戦火を逃れ、多くのウクライナ国民が国外へと避難している。
つい先日迄、家族がリビングに集い、ボルシチやヴァレーヌィクなどの食事を取りながら、会話を楽しんでいた家族団欒のひと時は、もうどこにも無い。
戦争はあまりにも酷い。あまりにも切ない。あまりにも悲しい。そして あまりにも憎い。
ロシアに対し、日本もアメリカに右倣えで経済制裁の強行に出ている。
確かに、ウクライナ国民の悲痛な叫びや惨状を目にすれば、ロシア軍に対する憎悪を増すばかりだ。
しかしながらそれで戦争は終焉に向かうのだろうか。
北方領土問題を抱える日本であれば尚更、経済制裁で圧力をかけるのではなく、停戦に向け、仲裁役として粘り強い説得、交渉をすべきではないだろうか。
一昨日、ウクライナのゼレンスキー大統領が日本の国会でオンライン演説を行った。ウクライナの惨状を訴えた上で、ロシアに対する継続的な経済制裁を訴えた。
しかしながら更なる経済制裁は、核の使用や化学兵器使用の起爆剤となり、火に油を注ぐことになりかねない。

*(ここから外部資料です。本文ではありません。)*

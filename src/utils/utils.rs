// Start of file: src/utils/utils.rs

use axum::body::Bytes;
use axum::http::{header::{CONTENT_TYPE, HOST}, HeaderMap};
use serde::Serialize;
use serde_json::{ser::PrettyFormatter, Serializer, Value};

use crate::config::environment::EnvironmentVariables;
use crate::utils::error_handler::ApiError;

/*
    * Convert any `Serialize` type into a two-space-indented JSON string.
*/
pub fn to_two_space_indented_json<T: Serialize>(value: &T) -> anyhow::Result<String> {
    let mut writer: Vec<u8> = Vec::new();

    let formatter: PrettyFormatter<'_> = PrettyFormatter::with_indent(b"  ");

    let mut ser: Serializer<&mut Vec<u8>, PrettyFormatter<'_>> =
        Serializer::with_formatter(&mut writer, formatter);

    value.serialize(&mut ser)?;

    Ok(String::from_utf8(writer)?)
}

/*
    * Parses a request body as JSON.
    * An empty body reads as `{}`; anything else must declare a JSON media type
    * (`application/json` or any `+json` suffix such as `application/vnd.api+json`).
*/
pub fn parse_json_body(headers: &HeaderMap, body: &Bytes) -> Result<Value, ApiError> {
    if body.iter().all(u8::is_ascii_whitespace) {
        return Ok(Value::Object(Default::default()));
    }

    let content_type: &str = headers
        .get(CONTENT_TYPE)
        .and_then(|value| value.to_str().ok())
        .unwrap_or("");

    if !is_json_media_type(content_type) {
        return Err(ApiError::UnsupportedMediaType(content_type.to_string()));
    }

    serde_json::from_slice(body).map_err(|e| ApiError::ParseError(e.to_string()))
}

fn is_json_media_type(content_type: &str) -> bool {
    let essence: String = content_type
        .split(';')
        .next()
        .unwrap_or("")
        .trim()
        .to_ascii_lowercase();

    essence == "application/json" || (essence.starts_with("application/") && essence.ends_with("+json"))
}

/*
    * The `Host` header as sent, port included.
*/
pub fn request_host(headers: &HeaderMap) -> &str {
    headers
        .get(HOST)
        .and_then(|value| value.to_str().ok())
        .unwrap_or("")
}

/*
    * Absolute URL for `path` on the host the client addressed.
*/
pub fn absolute_url(env: &EnvironmentVariables, headers: &HeaderMap, path: &str) -> String {
    format!("{}://{}{}", env.protocol, request_host(headers), path)
}


// End of file: src/utils/utils.rs
//! tests/responses/create.rs
//! Submitting response batches: all rows are stored or none are.

#[path = "../mod.rs"]
mod common;

use reqwest::StatusCode;
use serde_json::{json, Value};

fn valid_rows() -> Value {
    json!([
        ["2017-05-23T13:35:37.356-04:00", 20394823948i64, 923842093, 10499221, "1448506769745_42", "Woman", {}],
        ["2017-05-23T13:35:47.012-04:00", 20394823950i64, 923842093, 10499221, "1448506773018_89", 32, {}],
        ["2017-05-23T13:36:02.113-04:00", "row-3", "contact-a", "session-b", "1448506774930_29", "blue", {"language": "eng"}]
    ])
}

#[tokio::test]
async fn stores_a_valid_batch() {
    let app = common::spawn_app().await;
    let token: String = app.full_access_token().await;
    app.create_package(&token, &common::package_descriptor(Some(common::PACKAGE_ID))).await;

    let body: Value = common::responses_body(common::PACKAGE_ID, valid_rows());
    let resp: reqwest::Response = app.post_json(&app.responses_url(common::PACKAGE_ID), &token, &body).await;

    assert_eq!(resp.status(), StatusCode::CREATED);
    assert_eq!(
        resp.json::<Value>().await.unwrap(),
        json!({"data": {"type": "responses", "id": common::PACKAGE_ID, "attributes": {"created": 3}}})
    );
}

#[tokio::test]
async fn invalid_rows_store_nothing() {
    let app = common::spawn_app().await;
    let token: String = app.full_access_token().await;
    app.create_package(&token, &common::package_descriptor(Some(common::PACKAGE_ID))).await;

    let rows: Value = json!([
        ["2017-05-23T13:35:37.356-04:00", 1, 2, 3, "1448506769745_42", "Woman", {}],
        ["2017-05-23T13:35:37.356-04:00", 2, 2, 3, "1448506773018_89", "thirty", {}],
        ["2017-05-23T13:35:37.356-04:00", 3, 2, 3, "unknown", 1, {}]
    ]);
    let resp: reqwest::Response = app
        .post_json(&app.responses_url(common::PACKAGE_ID), &token, &common::responses_body(common::PACKAGE_ID, rows))
        .await;

    assert_eq!(resp.status(), StatusCode::BAD_REQUEST);
    assert_eq!(
        resp.json::<Value>().await.unwrap(),
        json!({"data": {"attributes": {"responses": {
            "1": {"response": ["must be float or integer"]},
            "2": {"question_id": ["\"unknown\" is not a question in this package."]}
        }}}})
    );

    let listed: Value = app.get(&app.responses_url(common::PACKAGE_ID), &token).await.json().await.unwrap();
    assert_eq!(listed["data"]["attributes"]["responses"], json!([]));
}

#[tokio::test]
async fn row_ids_are_unique_per_question() {
    let app = common::spawn_app().await;
    let token: String = app.full_access_token().await;
    app.create_package(&token, &common::package_descriptor(Some(common::PACKAGE_ID))).await;
    let url: String = app.responses_url(common::PACKAGE_ID);

    let first: Value = json!([["2017-05-23T13:35:37Z", 1, 2, 3, "1448506769745_42", "Woman", {}]]);
    let resp: reqwest::Response = app.post_json(&url, &token, &common::responses_body(common::PACKAGE_ID, first)).await;
    assert_eq!(resp.status(), StatusCode::CREATED);

    // row 1 repeats a stored row id, row 2 repeats one within the batch
    let second: Value = json!([
        ["2017-05-23T13:35:38Z", 9, 2, 3, "1448506773018_89", 40, {}],
        ["2017-05-23T13:35:38Z", 1, 2, 3, "1448506769745_42", "Man", {}],
        ["2017-05-23T13:35:38Z", 9, 2, 3, "1448506773018_89", 41, {}]
    ]);
    let resp: reqwest::Response = app.post_json(&url, &token, &common::responses_body(common::PACKAGE_ID, second)).await;
    assert_eq!(resp.status(), StatusCode::BAD_REQUEST);
    assert_eq!(
        resp.json::<Value>().await.unwrap(),
        json!({"data": {"attributes": {"responses": {
            "1": {"row_id": ["Flow response with this Question and Row id already exists."]},
            "2": {"row_id": ["Flow response with this Question and Row id already exists."]}
        }}}})
    );
}

#[tokio::test]
async fn integer_and_string_row_ids_are_different_rows() {
    let app = common::spawn_app().await;
    let token: String = app.full_access_token().await;
    app.create_package(&token, &common::package_descriptor(Some(common::PACKAGE_ID))).await;

    let rows: Value = json!([
        ["2017-05-23T13:35:37Z", 1, 2, 3, "1448506769745_42", "Woman", {}],
        ["2017-05-23T13:35:38Z", "1", 2, 3, "1448506769745_42", "Man", {}]
    ]);
    let resp: reqwest::Response = app
        .post_json(&app.responses_url(common::PACKAGE_ID), &token, &common::responses_body(common::PACKAGE_ID, rows))
        .await;

    assert_eq!(resp.status(), StatusCode::CREATED);
    assert_eq!(resp.json::<Value>().await.unwrap()["data"]["attributes"]["created"], 2);
}

#[tokio::test]
async fn body_id_must_match_the_url() {
    let app = common::spawn_app().await;
    let token: String = app.full_access_token().await;
    app.create_package(&token, &common::package_descriptor(Some(common::PACKAGE_ID))).await;

    let body: Value = common::responses_body("00000000-0000-0000-0000-000000000000", valid_rows());
    let resp: reqwest::Response = app.post_json(&app.responses_url(common::PACKAGE_ID), &token, &body).await;

    assert_eq!(resp.status(), StatusCode::BAD_REQUEST);
    assert_eq!(
        resp.json::<Value>().await.unwrap(),
        json!({"data": {"id": ["Must match the package id in the URL."]}})
    );
}

#[tokio::test]
async fn unknown_packages_are_not_found() {
    let app = common::spawn_app().await;
    let token: String = app.full_access_token().await;

    let body: Value = common::responses_body(common::PACKAGE_ID, valid_rows());
    let resp: reqwest::Response = app.post_json(&app.responses_url(common::PACKAGE_ID), &token, &body).await;
    assert_eq!(resp.status(), StatusCode::NOT_FOUND);
}
//! tests/packages/list.rs
//! Package listing and cursor pagination.

#[path = "../mod.rs"]
mod common;

use chrono::{Duration, TimeZone, Utc};
use flow_results::database::FlowStore;
use flow_results::models::{FlowVersion, NewFlow};
use reqwest::StatusCode;
use serde_json::Value;
use uuid::Uuid;

async fn seed_packages(app: &common::TestApp, count: i64) {
    let start = Utc.with_ymd_and_hms(2020, 1, 1, 0, 0, 0).unwrap();
    for i in 0..count {
        let flow: NewFlow = NewFlow {
            id: Uuid::new_v4(),
            name: format!("flow-{i}"),
            version: FlowVersion::V1_0_0Rc1,
            created: start,
            modified: start + Duration::minutes(i),
            title: String::new(),
            language: String::new(),
        };
        app.store.create_package(flow, Vec::new()).await.unwrap();
    }
}

#[tokio::test]
async fn lists_package_summaries() {
    let app = common::spawn_app().await;
    let token: String = app.full_access_token().await;
    app.create_package(&token, &common::package_descriptor(Some(common::PACKAGE_ID))).await;

    let resp: reqwest::Response = app.get(&app.url(common::PACKAGES_URL), &token).await;
    assert_eq!(resp.status(), StatusCode::OK);

    let body: Value = resp.json().await.unwrap();
    assert_eq!(body["links"]["self"], app.url(common::PACKAGES_URL));
    assert!(body["links"]["next"].is_null());
    assert!(body["links"]["previous"].is_null());

    let data: &Vec<Value> = body["data"].as_array().unwrap();
    assert_eq!(data.len(), 1);
    assert_eq!(data[0]["type"], "packages");
    assert_eq!(data[0]["id"], common::PACKAGE_ID);
    assert_eq!(data[0]["attributes"]["name"], "standard_test_survey");
    assert_eq!(data[0]["attributes"]["title"], "Standard Test Survey");
}

#[tokio::test]
async fn pages_follow_cursor_links() {
    let app = common::spawn_app().await;
    let token: String = app.full_access_token().await;
    seed_packages(&app, 101).await;

    let first: Value = app.get(&app.url(common::PACKAGES_URL), &token).await.json().await.unwrap();
    let items: &Vec<Value> = first["data"].as_array().unwrap();
    assert_eq!(items.len(), 100);
    assert_eq!(items[0]["attributes"]["name"], "flow-0");
    assert_eq!(items[99]["attributes"]["name"], "flow-99");
    assert!(first["links"]["previous"].is_null());

    let next: &str = first["links"]["next"].as_str().unwrap();
    assert!(next.contains("cursor="));

    let second: Value = app.get(next, &token).await.json().await.unwrap();
    let items: &Vec<Value> = second["data"].as_array().unwrap();
    assert_eq!(items.len(), 1);
    assert_eq!(items[0]["attributes"]["name"], "flow-100");
    assert!(second["links"]["next"].is_null());

    let previous: &str = second["links"]["previous"].as_str().unwrap();
    let back: Value = app.get(previous, &token).await.json().await.unwrap();
    let items: &Vec<Value> = back["data"].as_array().unwrap();
    assert_eq!(items.len(), 100);
    assert_eq!(items[0]["attributes"]["name"], "flow-0");
}

#[tokio::test]
async fn page_size_is_capped() {
    let app = common::spawn_app_with(&[("PAGE_SIZE", "2"), ("MAX_PAGE_SIZE", "3")]).await;
    let token: String = app.full_access_token().await;
    seed_packages(&app, 5).await;

    let url: String = format!("{}?page[size]=10", app.url(common::PACKAGES_URL));
    let body: Value = app.get(&url, &token).await.json().await.unwrap();
    assert_eq!(body["data"].as_array().unwrap().len(), 3);

    let body: Value = app.get(&app.url(common::PACKAGES_URL), &token).await.json().await.unwrap();
    assert_eq!(body["data"].as_array().unwrap().len(), 2);
}

#[tokio::test]
async fn tampered_cursors_are_not_found() {
    let app = common::spawn_app().await;
    let token: String = app.full_access_token().await;

    let url: String = format!("{}?cursor=bm90LWEtY3Vyc29y", app.url(common::PACKAGES_URL));
    let resp: reqwest::Response = app.get(&url, &token).await;
    assert_eq!(resp.status(), StatusCode::NOT_FOUND);
    let body: Value = resp.json().await.unwrap();
    assert!(body["detail"].is_string());
}

#[tokio::test]
async fn next_page_does_not_repeat_packages_created_now() {
    let app = common::spawn_app_with(&[("PAGE_SIZE", "1")]).await;
    let token: String = app.full_access_token().await;
    for name in ["first_survey", "second_survey"] {
        let mut descriptor: Value = common::package_descriptor(None);
        let attributes: &mut Value = &mut descriptor["data"]["attributes"];
        attributes["name"] = Value::from(name);
        attributes.as_object_mut().unwrap().remove("created");
        attributes.as_object_mut().unwrap().remove("modified");
        app.create_package(&token, &descriptor).await;
    }

    let first: Value = app.get(&app.url(common::PACKAGES_URL), &token).await.json().await.unwrap();
    assert_eq!(first["data"].as_array().unwrap().len(), 1);
    let next: &str = first["links"]["next"].as_str().unwrap();

    let second: Value = app.get(next, &token).await.json().await.unwrap();
    assert_eq!(second["data"].as_array().unwrap().len(), 1);
    assert_ne!(first["data"][0]["attributes"]["name"], second["data"][0]["attributes"]["name"]);
    assert!(second["links"]["next"].is_null());
}
impl PgStore {
    /// Connects using `DATABASE_URL`. The schema is not touched; call `migrate()`.
    pub async fn connect(config: &EnvironmentVariables) -> Result<Self> {
        info!("Connecting to PostgreSQL...");

        let options: PgConnectOptions = create_connect_options(config)?;
        let pool: PgPool = PgPoolOptions::new()
            .max_connections(config.db_max_connections)
            .min_connections(1)
            .idle_timeout(std::time::Duration::from_secs(30))
            .connect_with(options)
            .await
            .context("Failed to create database connection pool")?;

        info!("Database connection pool ready");
        Ok(Self { pool })
    }

    /// Runs the idempotent schema script
    pub async fn migrate(&self) -> Result<()> {
        info!("Executing schema initialization...");

        self.pool
            .execute(INIT_SCHEMA_SQL)
            .await
            .context("Failed to execute schema initialization SQL")?;

        info!("Schema initialization completed");
        Ok(())
    }

    /// Expected tables missing from the current schema
    pub async fn missing_tables(&self) -> Result<Vec<String>> {
        let present: Vec<String> = sqlx::query_scalar(
            r#"
            SELECT table_name::text
            FROM information_schema.tables
            WHERE table_schema = current_schema() AND table_name = ANY($1)
            "#,
        )
        .bind(EXPECTED_TABLES.iter().map(|t| t.to_string()).collect::<Vec<String>>())
        .fetch_all(&self.pool)
        .await
        .context("Failed to inspect database schema")?;

        Ok(EXPECTED_TABLES
            .iter()
            .filter(|table| !present.iter().any(|p| p == *table))
            .map(|table| table.to_string())
            .collect())
    }

    async fn user_permissions(&self, user_id: i64) -> StoreResult<HashSet<Permission>> {
        let codenames: Vec<String> = sqlx::query_scalar("SELECT codename FROM user_permissions WHERE user_id = $1")
            .bind(user_id)
            .fetch_all(&self.pool)
            .await?;

        // codenames we no longer know about are ignored
        Ok(codenames.iter().filter_map(|c| c.parse().ok()).collect())
    }

    async fn user_from_row(&self, row: Option<PgRow>) -> StoreResult<Option<User>> {
        let Some(row) = row else {
            return Ok(None);
        };

        let id: i64 = row.try_get("id")?;
        Ok(Some(User {
            id,
            username: row.try_get("username")?,
            password_hash: row.try_get("password_hash")?,
            is_active: row.try_get("is_active")?,
            is_superuser: row.try_get("is_superuser")?,
            permissions: self.user_permissions(id).await?,
        }))
    }

    async fn user_id(&self, username: &str) -> StoreResult<i64> {
        sqlx::query_scalar("SELECT id FROM users WHERE username = $1")
            .bind(username)
            .fetch_optional(&self.pool)
            .await?
            .ok_or_else(|| StoreError::UnknownUser(username.to_string()))
    }
}

#[async_trait]
impl FlowStore for PgStore {
    async fn create_package(&self, flow: NewFlow, questions: Vec<NewQuestion>) -> StoreResult<Flow> {
        let mut tx: sqlx::Transaction<'_, Postgres> = self.pool.begin().await?;

        let inserted: Result<PgRow, sqlx::Error> = sqlx::query(&format!(
            r#"
            INSERT INTO flows (id, name, version, created, modified, title, language)
            VALUES ($1, $2, $3, $4, $5, $6, $7)
            RETURNING {FLOW_COLUMNS}
            "#
        ))
        .bind(flow.id)
        .bind(&flow.name)
        .bind(flow.version.as_str())
        .bind(flow.created)
        .bind(flow.modified)
        .bind(&flow.title)
        .bind(&flow.language)
        .fetch_one(&mut *tx)
        .await;

        let row: PgRow = match inserted {
            Ok(row) => row,
            Err(e) if is_unique_violation(&e) => return Err(StoreError::DuplicatePackage(flow.id)),
            Err(e) => return Err(e.into()),
        };
        let stored: Flow = flow_from_row(&row)?;

        for question in &questions {
            sqlx::query(
                r#"
                INSERT INTO flow_questions (flow_key, id, type, label, type_options)
                VALUES ($1, $2, $3, $4, $5)
                "#,
            )
            .bind(stored.primary_key)
            .bind(&question.id)
            .bind(question.question_type.as_str())
            .bind(&question.label)
            .bind(Value::Object(question.type_options.clone()))
            .execute(&mut *tx)
            .await?;
        }

        tx.commit().await?;
        debug!("Stored flow {} with {} question(s)", stored.id, questions.len());
        Ok(stored)
    }

    async fn list_packages(&self, page: &PageRequest) -> StoreResult<Page<Flow>> {
        let mut builder: QueryBuilder<'_, Postgres> =
            QueryBuilder::new(format!("SELECT {FLOW_COLUMNS} FROM flows WHERE TRUE"));
        push_page_clause(&mut builder, page, "modified", "primary_key");

        let rows: Vec<PgRow> = builder.build().fetch_all(&self.pool).await?;
        let flows: Vec<Flow> = rows.iter().map(flow_from_row).collect::<StoreResult<_>>()?;
        Ok(Page::from_window(flows, page))
    }

    async fn get_package(&self, id: Uuid) -> StoreResult<Option<(Flow, Vec<FlowQuestion>)>> {
        let row: Option<PgRow> = sqlx::query(&format!("SELECT {FLOW_COLUMNS} FROM flows WHERE id = $1"))
            .bind(id)
            .fetch_optional(&self.pool)
            .await?;

        let Some(row) = row else {
            return Ok(None);
        };
        let flow: Flow = flow_from_row(&row)?;

        let question_rows: Vec<PgRow> = sqlx::query(
            r#"
            SELECT primary_key, flow_key, id, type, label, type_options
            FROM flow_questions
            WHERE flow_key = $1
            ORDER BY primary_key
            "#,
        )
        .bind(flow.primary_key)
        .fetch_all(&self.pool)
        .await?;

        let questions: Vec<FlowQuestion> = question_rows
            .iter()
            .map(question_from_row)
            .collect::<StoreResult<_>>()?;

        Ok(Some((flow, questions)))
    }

    async fn existing_row_ids(&self, keys: &[RowKey]) -> StoreResult<HashSet<RowKey>> {
        if keys.is_empty() {
            return Ok(HashSet::new());
        }

        let question_keys: Vec<i64> = keys.iter().map(|(q, _, _)| *q).collect();
        let row_id_types: Vec<i16> = keys.iter().map(|(_, t, _)| *t).collect();
        let row_ids: Vec<String> = keys.iter().map(|(_, _, r)| r.clone()).collect();

        let rows: Vec<RowKey> = sqlx::query_as(
            r#"
            SELECT question_key, row_id_type, row_id_value
            FROM flow_responses
            WHERE (question_key, row_id_type, row_id_value) IN (
                SELECT * FROM UNNEST($1::bigint[], $2::smallint[], $3::text[])
            )
            "#,
        )
        .bind(question_keys)
        .bind(row_id_types)
        .bind(row_ids)
        .fetch_all(&self.pool)
        .await?;

        Ok(rows.into_iter().collect())
    }

    async fn insert_responses(&self, responses: Vec<NewFlowResponse>) -> StoreResult<u64> {
        let mut tx: sqlx::Transaction<'_, Postgres> = self.pool.begin().await?;
        let mut inserted: u64 = 0;

        for response in &responses {
            let row_id_text: String = response.row_id.identifier_text();
            let (contact_type, contact_value) = response.contact_id.to_stored();
            let (session_type, session_value) = response.session_id.to_stored();
            let (response_type, response_value) = response.response.to_stored();

            let result = sqlx::query(
                r#"
                INSERT INTO flow_responses (
                    flow_key, question_key, timestamp,
                    row_id_type, row_id_value,
                    contact_id_type, contact_id_value,
                    session_id_type, session_id_value,
                    response_type, response_value, response_metadata
                )
                VALUES ($1, $2, $3, $4, $5, $6, $7, $8, $9, $10, $11, $12)
                "#,
            )
            .bind(response.flow_key)
            .bind(response.question_key)
            .bind(response.timestamp)
            .bind(response.row_id.value_type().code())
            .bind(&row_id_text)
            .bind(contact_type)
            .bind(contact_value)
            .bind(session_type)
            .bind(session_value)
            .bind(response_type)
            .bind(response_value)
            .bind(Value::Object(response.response_metadata.clone()))
            .execute(&mut *tx)
            .await;

            match result {
                Ok(done) => inserted += done.rows_affected(),
                Err(e) if is_unique_violation(&e) => {
                    return Err(StoreError::DuplicateRow {
                        question_key: response.question_key,
                        row_id: row_id_text,
                    });
                }
                Err(e) => return Err(e.into()),
            }
        }

        tx.commit().await?;
        Ok(inserted)
    }

    async fn list_responses(
        &self,
        flow: &Flow,
        filter: &ResponseFilter,
        page: &PageRequest,
    ) -> StoreResult<Page<FlowResponse>> {
        let mut builder: QueryBuilder<'_, Postgres> = QueryBuilder::new(format!(
            "SELECT {RESPONSE_COLUMNS} FROM flow_responses r \
             JOIN flow_questions q ON q.primary_key = r.question_key \
             WHERE r.flow_key = "
        ));
        builder.push_bind(flow.primary_key);

        if let Some(start) = filter.start {
            builder.push(" AND r.timestamp > ").push_bind(start);
        }
        if let Some(end) = filter.end {
            builder.push(" AND r.timestamp <= ").push_bind(end);
        }
        push_page_clause(&mut builder, page, "r.timestamp", "r.id");

        let rows: Vec<PgRow> = builder.build().fetch_all(&self.pool).await?;
        let responses: Vec<FlowResponse> = rows.iter().map(response_from_row).collect::<StoreResult<_>>()?;
        Ok(Page::from_window(responses, page))
    }

    async fn delete_responses_before(&self, cutoff: DateTime<Utc>) -> StoreResult<u64> {
        let result = sqlx::query("DELETE FROM flow_responses WHERE timestamp < $1")
            .bind(cutoff)
            .execute(&self.pool)
            .await?;
        Ok(result.rows_affected())
    }

    async fn find_user(&self, username: &str) -> StoreResult<Option<User>> {
        let row: Option<PgRow> = sqlx::query(&format!("SELECT {USER_COLUMNS} FROM users u WHERE u.username = $1"))
            .bind(username)
            .fetch_optional(&self.pool)
            .await?;
        self.user_from_row(row).await
    }

    async fn find_user_by_token(&self, key: &str) -> StoreResult<Option<User>> {
        let row: Option<PgRow> = sqlx::query(&format!(
            "SELECT {USER_COLUMNS} FROM users u JOIN auth_tokens t ON t.user_id = u.id WHERE t.key = $1"
        ))
        .bind(key)
        .fetch_optional(&self.pool)
        .await?;
        self.user_from_row(row).await
    }

    async fn create_user(&self, username: &str, password_hash: Option<String>, is_superuser: bool) -> StoreResult<User> {
        let inserted: Result<PgRow, sqlx::Error> = sqlx::query(
            r#"
            INSERT INTO users (username, password_hash, is_superuser)
            VALUES ($1, $2, $3)
            RETURNING id, username, password_hash, is_active, is_superuser
            "#,
        )
        .bind(username)
        .bind(password_hash)
        .bind(is_superuser)
        .fetch_one(&self.pool)
        .await;

        match inserted {
            Ok(row) => self
                .user_from_row(Some(row))
                .await?
                .ok_or_else(|| StoreError::UnknownUser(username.to_string())),
            Err(e) if is_unique_violation(&e) => Err(StoreError::DuplicateUser(username.to_string())),
            Err(e) => Err(e.into()),
        }
    }

    async fn create_token(&self, username: &str, key: &str) -> StoreResult<()> {
        let user_id: i64 = self.user_id(username).await?;
        sqlx::query(
            r#"
            INSERT INTO auth_tokens (key, user_id)
            VALUES ($1, $2)
            ON CONFLICT (user_id) DO UPDATE SET key = EXCLUDED.key, created = NOW()
            "#,
        )
        .bind(key)
        .bind(user_id)
        .execute(&self.pool)
        .await?;
        Ok(())
    }

    async fn set_permission(&self, username: &str, permission: Permission, granted: bool) -> StoreResult<()> {
        let user_id: i64 = self.user_id(username).await?;
        let sql: &str = if granted {
            "INSERT INTO user_permissions (user_id, codename) VALUES ($1, $2) ON CONFLICT DO NOTHING"
        } else {
            "DELETE FROM user_permissions WHERE user_id = $1 AND codename = $2"
        };
        sqlx::query(sql)
            .bind(user_id)
            .bind(permission.codename())
            .execute(&self.pool)
            .await?;
        Ok(())
    }

    async fn set_active(&self, username: &str, active: bool) -> StoreResult<()> {
        let updated: u64 = sqlx::query("UPDATE users SET is_active = $2 WHERE username = $1")
            .bind(username)
            .bind(active)
            .execute(&self.pool)
            .await?
            .rows_affected();
        if updated == 0 {
            return Err(StoreError::UnknownUser(username.to_string()));
        }
        Ok(())
    }

    async fn ping(&self) -> StoreResult<()> {
        sqlx::query("SELECT 1").execute(&self.pool).await?;
        Ok(())
    }

    async fn shutdown(&self) {
        info!("Closing database connection pool...");
        self.pool.close().await;
        info!("Database connection pool closed");
    }
}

もし万が一そうなった場合、第三次世界大戦の現実味が確実に帯びてくるのではないだろうか。
慎重に検討すべきである。
ウクライナの惨状を鑑みると、ロシアに対する敵対感情ばかりが高まり、更なる経済制裁を後押しすべきといった国民感情の高まりは、危険な兆候であると云わざるを得ない。
ゼレンスキー大統領の国を思う気概、徹底抗戦により国を守りたいとする心情は確かに理解できる。
しかしながらこれ以上ウクライナ国民の犠牲者を出さない為には、譲歩するところは譲歩し、妥協するところは妥協する勇気を持つべきだと私は思う。
「国家は国民がいて成り立つ」もの。